De acordo com as análises, parte dos disparos foi realizada de cima para baixo. Além disso, alguns mortos apresentavam perfurações na palma da mão, braços e antebraços, sendo que apenas quatro baleados tinham vestígios de pólvora nas mãos. Os laudos também apontam que a maioria apresentava pelo menos cinco marcas de tiros – alguns deles disparados a curta distância, de menos de 1,5 metro.

Em um dos casos, as perfurações no suspeito indicam que o projétil entrou na base da cabeça e saiu pelo queixo. Além disso, em alguns casos, foram identificados tiros que atravessaram, simultaneamente, antebraços e braços e um dos baleados levou um tiro na palma da mão. Consultada à época, uma fonte ligada à investigação do caso afirmou que disparos desse tipo indicam que as vítimas foram mortas em posição de defesa e afirmou que havia “sinais evidentes de execução”.
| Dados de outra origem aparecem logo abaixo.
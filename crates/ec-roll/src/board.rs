//! Reference collaborators
//!
//! Plain in-memory implementations of every capability in
//! [`crate::services`]. The CLI drives rolls with them and tests inspect
//! them. Recording types are cheap clones that share one journal, so a
//! caller can keep a clone after handing the original to the engine.

use std::collections::VecDeque;
use std::sync::Arc;

use parking_lot::Mutex;
use rand::{Rng, SeedableRng};
use rand_chacha::ChaCha8Rng;

use ec_stage::{Direction, GridIndex, HenColor, PipeKind, SegmentId, WorldPos};

use crate::services::{
    BoardGateway, CollectionPoints, EventEmitter, LevelSupply, PipeSegment, PlayState, ScoreText,
};

/// Distance between neighbouring cells in world units
pub const CELL_SIZE: f32 = 1.0;

/// World position of a grid cell
pub fn cell_position(at: GridIndex) -> WorldPos {
    WorldPos::new(at.column as f32 * CELL_SIZE, at.row as f32 * CELL_SIZE)
}

// ═══════════════════════════════════════════════════════════════════════════
// PIPES
// ═══════════════════════════════════════════════════════════════════════════

/// A pipe tile placed on a grid cell
#[derive(Debug)]
pub struct PipeTile {
    id: SegmentId,
    kind: PipeKind,
    score: u32,
    position: WorldPos,
    destroy_on_roll: bool,
    entries: Mutex<Vec<Direction>>,
}

impl PipeTile {
    pub fn new(id: SegmentId, kind: PipeKind, score: u32, at: GridIndex) -> Self {
        Self {
            id,
            kind,
            score,
            position: cell_position(at),
            destroy_on_roll: true,
            entries: Mutex::new(Vec::new()),
        }
    }

    /// Tile that survives rolls (e.g. stone pipes)
    pub fn persistent(mut self) -> Self {
        self.destroy_on_roll = false;
        self
    }

    pub fn kind(&self) -> PipeKind {
        self.kind
    }

    /// Sides the egg entered from, in order
    pub fn entries(&self) -> Vec<Direction> {
        self.entries.lock().clone()
    }
}

impl PipeSegment for PipeTile {
    fn id(&self) -> SegmentId {
        self.id
    }

    fn score(&self) -> u32 {
        self.score
    }

    fn position(&self) -> WorldPos {
        self.position
    }

    fn enter(&self, from: Direction) {
        if !self.kind.opens(from) {
            log::debug!("{} ({:?}) entered through closed side {:?}", self.id, self.kind, from);
        }
        self.entries.lock().push(from);
    }

    fn destroy_on_roll(&self) -> bool {
        self.destroy_on_roll
    }
}

// ═══════════════════════════════════════════════════════════════════════════
// BASKETS
// ═══════════════════════════════════════════════════════════════════════════

/// Row of baskets under the grid, one optional basket per column
#[derive(Debug, Clone, Default)]
pub struct BasketRow {
    colors: Vec<Option<HenColor>>,
    falls: Arc<Mutex<Vec<(u32, HenColor)>>>,
}

impl BasketRow {
    pub fn new(colors: Vec<Option<HenColor>>) -> Self {
        Self {
            colors,
            falls: Arc::default(),
        }
    }

    /// Catch animations played so far: (column, color)
    pub fn falls(&self) -> Vec<(u32, HenColor)> {
        self.falls.lock().clone()
    }
}

impl CollectionPoints for BasketRow {
    fn color_of(&self, column: u32) -> Option<HenColor> {
        self.colors.get(column as usize).copied().flatten()
    }

    fn world_position(&self, column: u32) -> Option<WorldPos> {
        self.color_of(column)
            .map(|_| WorldPos::new(column as f32 * CELL_SIZE, -CELL_SIZE))
    }

    fn animate_fall(&mut self, column: u32, color: HenColor) {
        self.falls.lock().push((column, color));
    }
}

// ═══════════════════════════════════════════════════════════════════════════
// LEVEL SUPPLY
// ═══════════════════════════════════════════════════════════════════════════

/// Replacement queue authored by the level. `None` entries are gaps.
#[derive(Debug, Clone, Default)]
pub struct ScriptedSupply {
    queue: VecDeque<Option<PipeKind>>,
}

impl ScriptedSupply {
    pub fn new(queue: impl IntoIterator<Item = Option<PipeKind>>) -> Self {
        Self {
            queue: queue.into_iter().collect(),
        }
    }

    /// Supply that never has anything to place
    pub fn exhausted() -> Self {
        Self::default()
    }

    pub fn remaining(&self) -> usize {
        self.queue.len()
    }
}

impl LevelSupply for ScriptedSupply {
    fn next_replacement(&mut self) -> Option<PipeKind> {
        self.queue.pop_front().flatten()
    }
}

/// Seeded random replacements with per-kind weights
#[derive(Debug, Clone)]
pub struct SeededSupply {
    rng: ChaCha8Rng,
    weights: Vec<(PipeKind, u32)>,
    /// Pipes left before the level runs dry (None = endless)
    budget: Option<u32>,
}

impl SeededSupply {
    /// Uniform weights over every pipe kind
    pub fn new(seed: u64) -> Self {
        Self::with_weights(seed, PipeKind::ALL.iter().map(|k| (*k, 1)).collect())
    }

    pub fn with_weights(seed: u64, weights: Vec<(PipeKind, u32)>) -> Self {
        Self {
            rng: ChaCha8Rng::seed_from_u64(seed),
            weights,
            budget: None,
        }
    }

    /// Stop supplying after `budget` pipes
    pub fn with_budget(mut self, budget: u32) -> Self {
        self.budget = Some(budget);
        self
    }
}

impl LevelSupply for SeededSupply {
    fn next_replacement(&mut self) -> Option<PipeKind> {
        if let Some(budget) = self.budget.as_mut() {
            if *budget == 0 {
                return None;
            }
            *budget -= 1;
        }

        let total: u32 = self.weights.iter().map(|(_, w)| *w).sum();
        if total == 0 {
            return None;
        }

        let mut roll = self.rng.random_range(0..total);
        for (kind, weight) in &self.weights {
            if roll < *weight {
                return Some(*kind);
            }
            roll -= weight;
        }
        None
    }
}

// ═══════════════════════════════════════════════════════════════════════════
// BOARD
// ═══════════════════════════════════════════════════════════════════════════

/// Grid operation received by [`RecordingBoard`]
#[derive(Debug, Clone, Copy, PartialEq, Eq)]
pub enum BoardOp {
    Delete(GridIndex),
    Spawn(GridIndex, PipeKind),
    ClearHighlight,
    ApplyHighlight,
}

#[derive(Debug, Default)]
struct BoardJournal {
    ops: Vec<BoardOp>,
    highlighted: bool,
}

/// Board gateway that records every operation
#[derive(Debug, Clone)]
pub struct RecordingBoard {
    journal: Arc<Mutex<BoardJournal>>,
}

impl RecordingBoard {
    /// New board with path highlighting on
    pub fn new() -> Self {
        Self {
            journal: Arc::new(Mutex::new(BoardJournal {
                ops: Vec::new(),
                highlighted: true,
            })),
        }
    }

    pub fn ops(&self) -> Vec<BoardOp> {
        self.journal.lock().ops.clone()
    }

    pub fn deletions(&self) -> Vec<GridIndex> {
        self.journal
            .lock()
            .ops
            .iter()
            .filter_map(|op| match op {
                BoardOp::Delete(at) => Some(*at),
                _ => None,
            })
            .collect()
    }

    pub fn spawns(&self) -> Vec<(GridIndex, PipeKind)> {
        self.journal
            .lock()
            .ops
            .iter()
            .filter_map(|op| match op {
                BoardOp::Spawn(at, kind) => Some((*at, *kind)),
                _ => None,
            })
            .collect()
    }

    pub fn is_highlighted(&self) -> bool {
        self.journal.lock().highlighted
    }
}

impl Default for RecordingBoard {
    fn default() -> Self {
        Self::new()
    }
}

impl BoardGateway for RecordingBoard {
    fn delete_segment_at(&mut self, at: GridIndex) {
        self.journal.lock().ops.push(BoardOp::Delete(at));
    }

    fn spawn_segment_at(&mut self, at: GridIndex, kind: PipeKind) {
        self.journal.lock().ops.push(BoardOp::Spawn(at, kind));
    }

    fn clear_highlight(&mut self) {
        let mut journal = self.journal.lock();
        journal.highlighted = false;
        journal.ops.push(BoardOp::ClearHighlight);
    }

    fn apply_highlight(&mut self) {
        let mut journal = self.journal.lock();
        journal.highlighted = true;
        journal.ops.push(BoardOp::ApplyHighlight);
    }
}

// ═══════════════════════════════════════════════════════════════════════════
// EMITTER
// ═══════════════════════════════════════════════════════════════════════════

/// Call received by [`RecordingEmitter`]
#[derive(Debug, Clone, PartialEq)]
pub enum Emission {
    Text(ScoreText),
    Sound(String),
}

/// Emitter that records texts and sounds
#[derive(Debug, Clone, Default)]
pub struct RecordingEmitter {
    journal: Arc<Mutex<Vec<Emission>>>,
}

impl RecordingEmitter {
    pub fn new() -> Self {
        Self::default()
    }

    pub fn emissions(&self) -> Vec<Emission> {
        self.journal.lock().clone()
    }

    pub fn texts(&self) -> Vec<ScoreText> {
        self.journal
            .lock()
            .iter()
            .filter_map(|e| match e {
                Emission::Text(text) => Some(text.clone()),
                Emission::Sound(_) => None,
            })
            .collect()
    }

    pub fn sounds(&self) -> Vec<String> {
        self.journal
            .lock()
            .iter()
            .filter_map(|e| match e {
                Emission::Sound(clip) => Some(clip.clone()),
                Emission::Text(_) => None,
            })
            .collect()
    }

    pub fn clear(&self) {
        self.journal.lock().clear();
    }
}

impl EventEmitter for RecordingEmitter {
    fn emit_score_text(&mut self, text: ScoreText) {
        self.journal.lock().push(Emission::Text(text));
    }

    fn play_sound(&mut self, clip: &str) {
        self.journal.lock().push(Emission::Sound(clip.to_string()));
    }
}

// ═══════════════════════════════════════════════════════════════════════════
// PLAY STATE
// ═══════════════════════════════════════════════════════════════════════════

/// Snapshot of [`SharedPlayState`]
#[derive(Debug, Clone, Copy, PartialEq, Eq, Default)]
pub struct PlayCounters {
    pub rolling: bool,
    pub eggs_remaining: u32,
    pub eggs_consumed: u32,
    pub score: u64,
    pub rolls_completed: u32,
}

/// Rolling gate, egg inventory and score accumulator shared with the host
#[derive(Debug, Clone, Default)]
pub struct SharedPlayState {
    counters: Arc<Mutex<PlayCounters>>,
}

impl SharedPlayState {
    pub fn new(eggs: u32) -> Self {
        Self {
            counters: Arc::new(Mutex::new(PlayCounters {
                eggs_remaining: eggs,
                ..PlayCounters::default()
            })),
        }
    }

    pub fn snapshot(&self) -> PlayCounters {
        *self.counters.lock()
    }

    pub fn score(&self) -> u64 {
        self.counters.lock().score
    }

    pub fn has_eggs(&self) -> bool {
        self.counters.lock().eggs_remaining > 0
    }
}

impl PlayState for SharedPlayState {
    fn is_rolling(&self) -> bool {
        self.counters.lock().rolling
    }

    fn set_rolling(&mut self, rolling: bool) {
        self.counters.lock().rolling = rolling;
    }

    fn consume_egg(&mut self) {
        let mut counters = self.counters.lock();
        counters.eggs_remaining = counters.eggs_remaining.saturating_sub(1);
        counters.eggs_consumed += 1;
    }

    fn add_score(&mut self, amount: u64) {
        self.counters.lock().score += amount;
    }

    fn roll_completed(&mut self) {
        self.counters.lock().rolls_completed += 1;
    }
}

#[cfg(test)]
mod tests {
    use super::*;

    #[test]
    fn test_pipe_tile_records_entries() {
        let tile = PipeTile::new(SegmentId(4), PipeKind::Vertical, 15, GridIndex::new(2, 3));
        assert_eq!(tile.position(), WorldPos::new(2.0, 3.0));
        assert!(tile.destroy_on_roll());

        tile.enter(Direction::Up);
        tile.enter(Direction::Left);
        assert_eq!(tile.entries(), vec![Direction::Up, Direction::Left]);
        assert!(!tile.persistent().destroy_on_roll());
    }

    #[test]
    fn test_basket_row_lookup() {
        let mut baskets = BasketRow::new(vec![Some(HenColor::Red), None, Some(HenColor::Blue)]);
        assert_eq!(baskets.color_of(0), Some(HenColor::Red));
        assert_eq!(baskets.color_of(1), None);
        assert_eq!(baskets.color_of(9), None);
        assert_eq!(baskets.world_position(2), Some(WorldPos::new(2.0, -1.0)));
        assert_eq!(baskets.world_position(1), None);

        let shared = baskets.clone();
        baskets.animate_fall(2, HenColor::Blue);
        assert_eq!(shared.falls(), vec![(2, HenColor::Blue)]);
    }

    #[test]
    fn test_scripted_supply_gaps() {
        let mut supply = ScriptedSupply::new([Some(PipeKind::Cross), None, Some(PipeKind::UpLeft)]);
        assert_eq!(supply.next_replacement(), Some(PipeKind::Cross));
        assert_eq!(supply.next_replacement(), None);
        assert_eq!(supply.next_replacement(), Some(PipeKind::UpLeft));
        assert_eq!(supply.next_replacement(), None);
        assert_eq!(supply.remaining(), 0);
    }

    #[test]
    fn test_seeded_supply_is_deterministic() {
        let mut a = SeededSupply::new(42);
        let mut b = SeededSupply::new(42);
        let first: Vec<_> = (0..16).map(|_| a.next_replacement()).collect();
        let second: Vec<_> = (0..16).map(|_| b.next_replacement()).collect();
        assert_eq!(first, second);
        assert!(first.iter().all(Option::is_some));
    }

    #[test]
    fn test_seeded_supply_budget_and_weights() {
        let mut supply =
            SeededSupply::with_weights(7, vec![(PipeKind::Vertical, 1), (PipeKind::Cross, 0)])
                .with_budget(2);
        assert_eq!(supply.next_replacement(), Some(PipeKind::Vertical));
        assert_eq!(supply.next_replacement(), Some(PipeKind::Vertical));
        assert_eq!(supply.next_replacement(), None);

        let mut empty = SeededSupply::with_weights(7, Vec::new());
        assert_eq!(empty.next_replacement(), None);
    }

    #[test]
    fn test_recording_board_highlight() {
        let mut board = RecordingBoard::new();
        let view = board.clone();
        board.clear_highlight();
        assert!(!view.is_highlighted());
        board.delete_segment_at(GridIndex::new(1, 1));
        board.spawn_segment_at(GridIndex::new(1, 1), PipeKind::Horizontal);
        board.apply_highlight();

        assert!(view.is_highlighted());
        assert_eq!(view.deletions(), vec![GridIndex::new(1, 1)]);
        assert_eq!(view.spawns(), vec![(GridIndex::new(1, 1), PipeKind::Horizontal)]);
        assert_eq!(view.ops().len(), 4);
    }

    #[test]
    fn test_shared_play_state() {
        let mut play = SharedPlayState::new(1);
        let view = play.clone();
        play.set_rolling(true);
        play.consume_egg();
        play.consume_egg();
        play.add_score(60);
        play.roll_completed();

        let counters = view.snapshot();
        assert!(counters.rolling);
        assert_eq!(counters.eggs_remaining, 0);
        assert_eq!(counters.eggs_consumed, 2);
        assert_eq!(counters.score, 60);
        assert_eq!(counters.rolls_completed, 1);
        assert!(!view.has_eggs());
    }
}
Procurado pelo CORREIO, um perito baiano, que pediu anonimato, também viu indícios de execução. Sobre os disparos de cima para baixo, afirmou que “isso indica que a pessoa morta está numa região mais baixa do que quem atirou”. “Isso subentende que a pessoa baleada estava deitada, agachada ou ajoelhada”, complementou.

Em relação aos corpos com marcas de perfurações no antebraço e braço, o especialista deduziu que a pessoa deve ter sido “pega de surpresa e que, por isso, elevou o braço”. O presidente  do Sindicato dos Peritos Criminais de São Paulo, Eduardo Becker Tagliarini, no entanto, ponderou que os indícios, por si só, não atestam que houve execução.

“Sem informações da topografia, posição dos atores, armamento utilizado, vestígios, sede e orientação das lesões e dos danos no local, não temos elementos suficientes que permitam propor uma hipótese para o ocorrido”, disse.[[saiba_mais]]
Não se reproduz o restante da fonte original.